ヴォリンゲルはむしろ、ピラミッドに代表されるエジプトの芸術様式が示すように、そこには「生命への、有機的なものへの、憧れを、進んで、きっぱりと拒絶する要求が制作者達にあったと仮定しなければ説明がつかぬものがあ」り、「われわれが忘れ果てた抽象への衝動であり、本能であり、抑え難い感情である」という「抽象作用の概念」こそ第一義、とするのである。
そこで小林先生は、ヴォリンゲルが言う意味合いでの抽象芸術という言葉に、ピカソが反対する理由はなかったという前提で、このように述べている。
「二十世紀の抽象芸術は、明答は得られないにせよ、ヴォリンゲルの仮説の応用問題を提供している様に見える。歴史は二度繰返さないが、異なった条件の下に非常によく似た事が起るとは考えられよう」(傍点筆者)。
先生は、ピカソの「実在感から出発しない様な絵はない」という主張と同様、「美術史に最初に現れた抽象的芸術の作者達も実在感から出発した」と言う。作者たるエジプト人らは、「到るところに不思議を見、危険を見て生活していた。彼等に迫る世界の像は、混沌として、不安定であり、これを取り鎮める合理的な世界の解釈は、彼等の能力を超えたものだったから、彼等は、この大敵に対し本能的に身構えをする他はなかったのだが、この身構えこそ彼等の造形力であり、具象のまどわしから逃れて意識の安定を得んとする道であった」。
それならピカソは、何に対し「不思議」や「危険」を見て、身構えたのか……
彫刻の森には、「貧しき食事」(1904年)という、印象的なエッチング(銅版画)があった。一組の男女がテーブルに肘をついて坐っている。ともに瘦身である。机上には、酒瓶にコップと、カチカチのパンが二かけ。盲目なのか男は目をつぶり、口を半開きにしたまま、左手を女の肩に回しているが、その指は長くて細い。実に表情的な指だ。私は、秘めた恨めしさを静かに醸し出す、日本の古い幽霊画でも見ているような心持になった。
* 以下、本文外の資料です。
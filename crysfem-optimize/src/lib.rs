/// Newton-Raphson iteration for fallible nonlinear systems, with optional line search
pub mod newton;
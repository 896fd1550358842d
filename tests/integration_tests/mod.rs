use std::path::PathBuf;


fn data_output_path() -> PathBuf {
    PathBuf::from("data/integration_tests/")
}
これは、1901年から04年末までのピカソの作風、いわゆる「青の時代」の作品である。小林先生は、その時代の代表作「自画像」(1901年)について、「孤独なしには、何一つ為し遂げることは出来ない。私は、かつて私の為の一種の孤独を作った」というピカソの言葉にある「孤独」を語っているのだと言う。さらに、そういう作者自身の姿を扱うのに、青の色調、精神医学者ユングが言う「冥府の色」を必要とした、というのも、「名附けようもない自分自身に出会った一種の恐怖に由来すると言ってもいいからである」と言っている。
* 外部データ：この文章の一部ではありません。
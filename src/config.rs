//! Simulation options, loadable from TOML.
use serde::{Deserialize, Serialize};
use std::fs;
use std::path::Path;

use crate::bc::{BcStage, BoundaryConditionManager};
use crate::driver::stepping::TimeOptions;
use crate::error::{Result, SimulationError};
use crate::fe::{BoxMeshSettings, ATTRIBUTE_X_MIN, ATTRIBUTE_Y_MIN, ATTRIBUTE_Z_MAX, ATTRIBUTE_Z_MIN};
use crate::material::{CrystalSymmetry, ExecutionTarget, HardeningLaw, MaterialParameters, MaterialVariant};
use crate::operator::AssemblyMode;
use crate::output::OutputOptions;

/// Number of boundary attributes of the box meshes built from [`BoxMeshSettings`].
const BOX_MESH_ATTRIBUTES: usize = 6;

#[derive(Debug, Copy, Clone, PartialEq, Eq, Serialize, Deserialize)]
pub enum NonlinearSolverKind {
    /// Plain Newton-Raphson.
    #[serde(rename = "nr")]
    NewtonRaphson,
    /// Newton-Raphson with backtracking line search.
    #[serde(rename = "nrls")]
    NewtonRaphsonLineSearch,
}

#[derive(Debug, Copy, Clone, PartialEq, Eq, Serialize, Deserialize)]
#[serde(rename_all = "snake_case")]
pub enum KrylovSolverKind {
    Cg,
    Gmres,
    Minres,
}

#[derive(Debug, Clone, PartialEq, Serialize, Deserialize)]
#[serde(default)]
pub struct NewtonOptions {
    pub solver: NonlinearSolverKind,
    pub max_iter: usize,
    pub rel_tol: f64,
    pub abs_tol: f64,
}

impl Default for NewtonOptions {
    fn default() -> Self {
        Self {
            solver: NonlinearSolverKind::NewtonRaphson,
            max_iter: 25,
            rel_tol: 1e-5,
            abs_tol: 1e-10,
        }
    }
}

#[derive(Debug, Clone, PartialEq, Serialize, Deserialize)]
#[serde(default)]
pub struct KrylovOptions {
    pub solver: KrylovSolverKind,
    pub max_iter: usize,
    pub rel_tol: f64,
    pub abs_tol: f64,
}

impl Default for KrylovOptions {
    fn default() -> Self {
        Self {
            solver: KrylovSolverKind::Cg,
            max_iter: 2500,
            rel_tol: 1e-10,
            abs_tol: 1e-30,
        }
    }
}

#[derive(Debug, Clone, PartialEq, Serialize, Deserialize)]
#[serde(default)]
pub struct SolverOptions {
    pub assembly: AssemblyMode,
    pub newton: NewtonOptions,
    pub krylov: KrylovOptions,
}

impl Default for SolverOptions {
    fn default() -> Self {
        Self {
            assembly: AssemblyMode::Full,
            newton: NewtonOptions::default(),
            krylov: KrylovOptions::default(),
        }
    }
}

impl SolverOptions {
    pub fn validate(&self) -> Result<()> {
        if self.newton.max_iter == 0 {
            return Err(SimulationError::configuration("Newton solver needs at least one iteration"));
        }
        if self.krylov.max_iter == 0 {
            return Err(SimulationError::configuration("Krylov solver needs at least one iteration"));
        }
        let tolerances = [
            ("newton.rel_tol", self.newton.rel_tol),
            ("newton.abs_tol", self.newton.abs_tol),
            ("krylov.rel_tol", self.krylov.rel_tol),
            ("krylov.abs_tol", self.krylov.abs_tol),
        ];
        for (name, tol) in tolerances {
            if !(tol >= 0.0 && tol.is_finite()) {
                return Err(SimulationError::configuration(format!(
                    "tolerance {} must be nonnegative, got {}",
                    name, tol
                )));
            }
        }
        Ok(())
    }
}

#[derive(Debug, Clone, PartialEq, Serialize, Deserialize)]
#[serde(default)]
pub struct MaterialOptions {
    pub symmetry: CrystalSymmetry,
    pub hardening: HardeningLaw,
    pub target: ExecutionTarget,
    pub parameters: MaterialParameters,
}

impl Default for MaterialOptions {
    fn default() -> Self {
        Self {
            symmetry: CrystalSymmetry::Fcc,
            hardening: HardeningLaw::Voce,
            target: ExecutionTarget::Cpu,
            parameters: MaterialParameters::default(),
        }
    }
}

impl MaterialOptions {
    pub fn variant(&self) -> MaterialVariant {
        MaterialVariant::new(self.symmetry, self.hardening, self.target)
    }

    pub fn validate(&self) -> Result<()> {
        let variant = self.variant();
        if !variant.is_supported() {
            return Err(SimulationError::configuration(format!(
                "unsupported material variant {}",
                variant
            )));
        }
        if self.parameters.hardening.law() != self.hardening {
            return Err(SimulationError::configuration(format!(
                "material uses {:?} hardening but the hardening parameters are for {:?}",
                self.hardening,
                self.parameters.hardening.law()
            )));
        }
        self.parameters.validate()
    }
}

/// Uniaxial extension along z at the given rate: the three minimum faces are held in
/// their normal direction and the z-maximum face moves with `rate`.
pub fn uniaxial_stage(rate: f64) -> BcStage {
    BcStage {
        start_step: 1,
        essential_ids: vec![ATTRIBUTE_X_MIN, ATTRIBUTE_Y_MIN, ATTRIBUTE_Z_MIN, ATTRIBUTE_Z_MAX],
        essential_comps: vec![1, 2, 3, 3],
        essential_vals: vec![0.0, 0.0, 0.0, 0.0, 0.0, 0.0, 0.0, 0.0, 0.0, 0.0, 0.0, rate],
        velocity_gradient: None,
        vgrad_origin: None,
    }
}

/// All options of a simulation run.
#[derive(Debug, Clone, PartialEq, Serialize, Deserialize)]
#[serde(default)]
pub struct SimulationOptions {
    pub time: TimeOptions,
    pub solvers: SolverOptions,
    pub material: MaterialOptions,
    pub bcs: Vec<BcStage>,
    pub output: OutputOptions,
    pub mesh: BoxMeshSettings,
}

impl Default for SimulationOptions {
    fn default() -> Self {
        Self {
            time: TimeOptions::default(),
            solvers: SolverOptions::default(),
            material: MaterialOptions::default(),
            bcs: vec![uniaxial_stage(1e-3)],
            output: OutputOptions::default(),
            mesh: BoxMeshSettings::default(),
        }
    }
}

impl SimulationOptions {
    /// Parses and validates options from TOML text.
    pub fn from_toml_str(text: &str) -> Result<Self> {
        let options: Self = toml::from_str(text)
            .map_err(|err| SimulationError::configuration(format!("failed to parse options: {}", err)))?;
        options.validate()?;
        Ok(options)
    }

    pub fn from_file(path: impl AsRef<Path>) -> Result<Self> {
        let text = fs::read_to_string(path)?;
        Self::from_toml_str(&text)
    }

    pub fn to_toml_string(&self) -> Result<String> {
        toml::to_string(self)
            .map_err(|err| SimulationError::configuration(format!("failed to serialize options: {}", err)))
    }

    pub fn validate(&self) -> Result<()> {
        self.time.validate()?;
        self.solvers.validate()?;
        self.material.validate()?;
        BoundaryConditionManager::new(self.bcs.clone(), BOX_MESH_ATTRIBUTES)?;
        if self.mesh.cells.iter().any(|&n| n == 0) || self.mesh.extents.iter().any(|&l| !(l > 0.0)) {
            return Err(SimulationError::configuration("box mesh needs positive extents and cell counts"));
        }
        Ok(())
    }
}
「貧しき食事」に描かれた男女から、私が感得したものもまた、ピカソが覚えた、そういう一種の恐怖の意識だったのだろうか? いや、小林先生の言う通り、「ピカソの内的体験は、やはり謎に止まる」だろうし、ピカソから「私には自分を自分流に知る事で手一杯だ」と一蹴されそうなので、さらなる詮索はやめておこう。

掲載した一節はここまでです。